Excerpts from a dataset
§
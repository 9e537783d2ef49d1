//! Configuration management for pairgate.
//!
//! Configuration is loaded with the following priority (highest to lowest):
//! 1. Command-line arguments
//! 2. Environment variables
//! 3. Configuration file (JSON)
//! 4. Default values

use std::net::IpAddr;
use std::path::Path;

use serde::{Deserialize, Serialize};
use thiserror::Error;

use crate::api::ServerConfig;
use crate::cli::Args;
use crate::manager::{ManagerConfig, MessagingConfig};
use crate::pairing::PairingConfig;
use crate::security::ApiAuth;

/// Application configuration.
#[derive(Debug, Clone, Default, Serialize, Deserialize)]
#[serde(default)]
pub struct Config {
    pub server: ServerSection,
    pub auth: AuthSection,
    pub database: DatabaseSection,
    pub pairing: PairingConfig,
    pub messaging: MessagingConfig,
    pub logging: LoggingSection,
}

/// Server configuration section.
#[derive(Debug, Clone, Serialize, Deserialize)]
#[serde(default)]
pub struct ServerSection {
    /// Host address to bind to.
    pub host: String,
    /// Port to listen on.
    pub port: u16,
    /// Drain in-flight requests and disconnect sessions on Ctrl+C.
    pub graceful_shutdown: bool,
}

impl Default for ServerSection {
    fn default() -> Self {
        Self {
            host: "127.0.0.1".to_string(),
            port: 8080,
            graceful_shutdown: true,
        }
    }
}

/// Authentication configuration.
#[derive(Debug, Clone, Serialize, Deserialize)]
#[serde(default)]
pub struct AuthSection {
    /// Require the `apitoken` header on API routes.
    pub enabled: bool,
    /// Expected value of the `apitoken` header.
    pub api_token: Option<String>,
}

impl Default for AuthSection {
    fn default() -> Self {
        Self {
            enabled: true,
            api_token: None,
        }
    }
}

/// Session store configuration.
#[derive(Debug, Clone, Serialize, Deserialize)]
#[serde(default)]
pub struct DatabaseSection {
    /// SQLite URL, e.g. `sqlite://pairgate.db` or `sqlite::memory:`.
    pub url: String,
    pub max_connections: u32,
}

impl Default for DatabaseSection {
    fn default() -> Self {
        Self {
            url: "sqlite://pairgate.db".to_string(),
            max_connections: 5,
        }
    }
}

/// Logging configuration section.
#[derive(Debug, Clone, Serialize, Deserialize)]
#[serde(default)]
pub struct LoggingSection {
    /// Log level (error, warn, info, debug, trace) or a full filter directive.
    pub level: String,
}

impl Default for LoggingSection {
    fn default() -> Self {
        Self {
            level: "info".to_string(),
        }
    }
}

impl Config {
    /// Load configuration from a JSON file.
    pub fn from_file(path: &Path) -> Result<Self, ConfigError> {
        let content = std::fs::read_to_string(path)?;
        Ok(serde_json::from_str(&content)?)
    }

    /// Apply environment variable overrides.
    pub fn apply_env(&mut self) {
        self.apply_env_from(|name| std::env::var(name).ok());
    }

    fn apply_env_from<F>(&mut self, var: F)
    where
        F: Fn(&str) -> Option<String>,
    {
        if let Some(host) = var("PAIRGATE_HOST") {
            self.server.host = host;
        }

        if let Some(port) = var("PAIRGATE_PORT").and_then(|p| p.parse().ok()) {
            self.server.port = port;
        }

        if let Some(token) = var("PAIRGATE_API_TOKEN").filter(|t| !t.is_empty()) {
            self.auth.enabled = true;
            self.auth.api_token = Some(token);
        }

        if let Some(url) = var("PAIRGATE_DATABASE_URL").filter(|u| !u.is_empty()) {
            self.database.url = url;
        }

        if let Some(code) = var("PAIRGATE_DEFAULT_COUNTRY").filter(|c| !c.is_empty()) {
            self.messaging.default_country_code = code;
        }

        if let Some(level) = var("PAIRGATE_LOG_LEVEL") {
            self.logging.level = level;
        } else if let Some(level) = var("RUST_LOG") {
            self.logging.level = level;
        }
    }

    /// Apply CLI argument overrides.
    pub fn apply_args(&mut self, args: &Args) {
        if let Some(host) = args.host {
            self.server.host = host.to_string();
        }
        if let Some(port) = args.port {
            self.server.port = port;
        }

        if let Some(ref token) = args.api_token {
            self.auth.enabled = true;
            self.auth.api_token = Some(token.clone());
        }

        if args.no_auth {
            self.auth.enabled = false;
        }

        if let Some(ref url) = args.database {
            self.database.url = url.clone();
        }

        if let Some(ref level) = args.log_level {
            self.logging.level = level.clone();
        }
    }

    /// Load configuration with full priority chain.
    ///
    /// Priority: CLI args > env vars > config file > defaults
    pub fn load(args: &Args) -> Result<Self, ConfigError> {
        let mut config = match args.config {
            Some(ref path) => Config::from_file(path)?,
            None => Config::default(),
        };

        config.apply_env();
        config.apply_args(args);
        config.validate()?;

        Ok(config)
    }

    /// Check cross-field constraints.
    pub fn validate(&self) -> Result<(), ConfigError> {
        if self.auth.enabled && self.auth.api_token.as_deref().map_or(true, str::is_empty) {
            return Err(ConfigError::MissingToken);
        }
        if self.pairing.poll_interval.is_zero() || self.pairing.wait_timeout.is_zero() {
            return Err(ConfigError::Invalid(
                "pairing wait_timeout and poll_interval must be positive".into(),
            ));
        }
        if self.messaging.default_country_code.chars().any(|c| !c.is_ascii_digit()) {
            return Err(ConfigError::Invalid(format!(
                "default_country_code must be digits, got '{}'",
                self.messaging.default_country_code
            )));
        }
        Ok(())
    }

    /// Convert to ServerConfig for the API server.
    pub fn to_server_config(&self) -> Result<ServerConfig, ConfigError> {
        let host: IpAddr = self
            .server
            .host
            .parse()
            .map_err(|_| ConfigError::InvalidHost(self.server.host.clone()))?;

        let auth = match (self.auth.enabled, &self.auth.api_token) {
            (true, Some(token)) => ApiAuth::token(token),
            (true, None) => return Err(ConfigError::MissingToken),
            (false, _) => ApiAuth::disabled(),
        };

        let mut server_config = ServerConfig::new(host.to_string(), self.server.port).with_auth(auth);
        if !self.server.graceful_shutdown {
            server_config = server_config.without_graceful_shutdown();
        }

        Ok(server_config)
    }

    /// Tunables for the session manager.
    pub fn manager_config(&self) -> ManagerConfig {
        ManagerConfig {
            pairing: self.pairing.clone(),
            messaging: self.messaging.clone(),
        }
    }

    /// Get the log level filter string.
    pub fn log_filter(&self) -> &str {
        &self.logging.level
    }
}

/// Configuration errors.
#[derive(Error, Debug)]
pub enum ConfigError {
    /// IO error reading config file.
    #[error("failed to read config file: {0}")]
    Io(#[from] std::io::Error),

    /// JSON parsing error.
    #[error("failed to parse config file: {0}")]
    Json(#[from] serde_json::Error),

    /// Invalid host address.
    #[error("invalid host address: {0}")]
    InvalidHost(String),

    /// Authentication is on but no token was configured.
    #[error("an API token is required (set PAIRGATE_API_TOKEN, --api-token, or disable auth with --no-auth)")]
    MissingToken,

    #[error("invalid configuration: {0}")]
    Invalid(String),
}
§
## [Work instruction]
From the first line of the data through the line with "use std::path::Path;", quote each line exactly and add nothing else.

## [Solution]
repository 9e537783d2ef49d1
//! Configuration management for pairgate.
//!
//! Configuration is loaded with the following priority (highest to lowest):
//! 1. Command-line arguments
//! 2. Environment variables
//! 3. Configuration file (JSON)
//! 4. Default values

use std::net::IpAddr;
use std::path::Path;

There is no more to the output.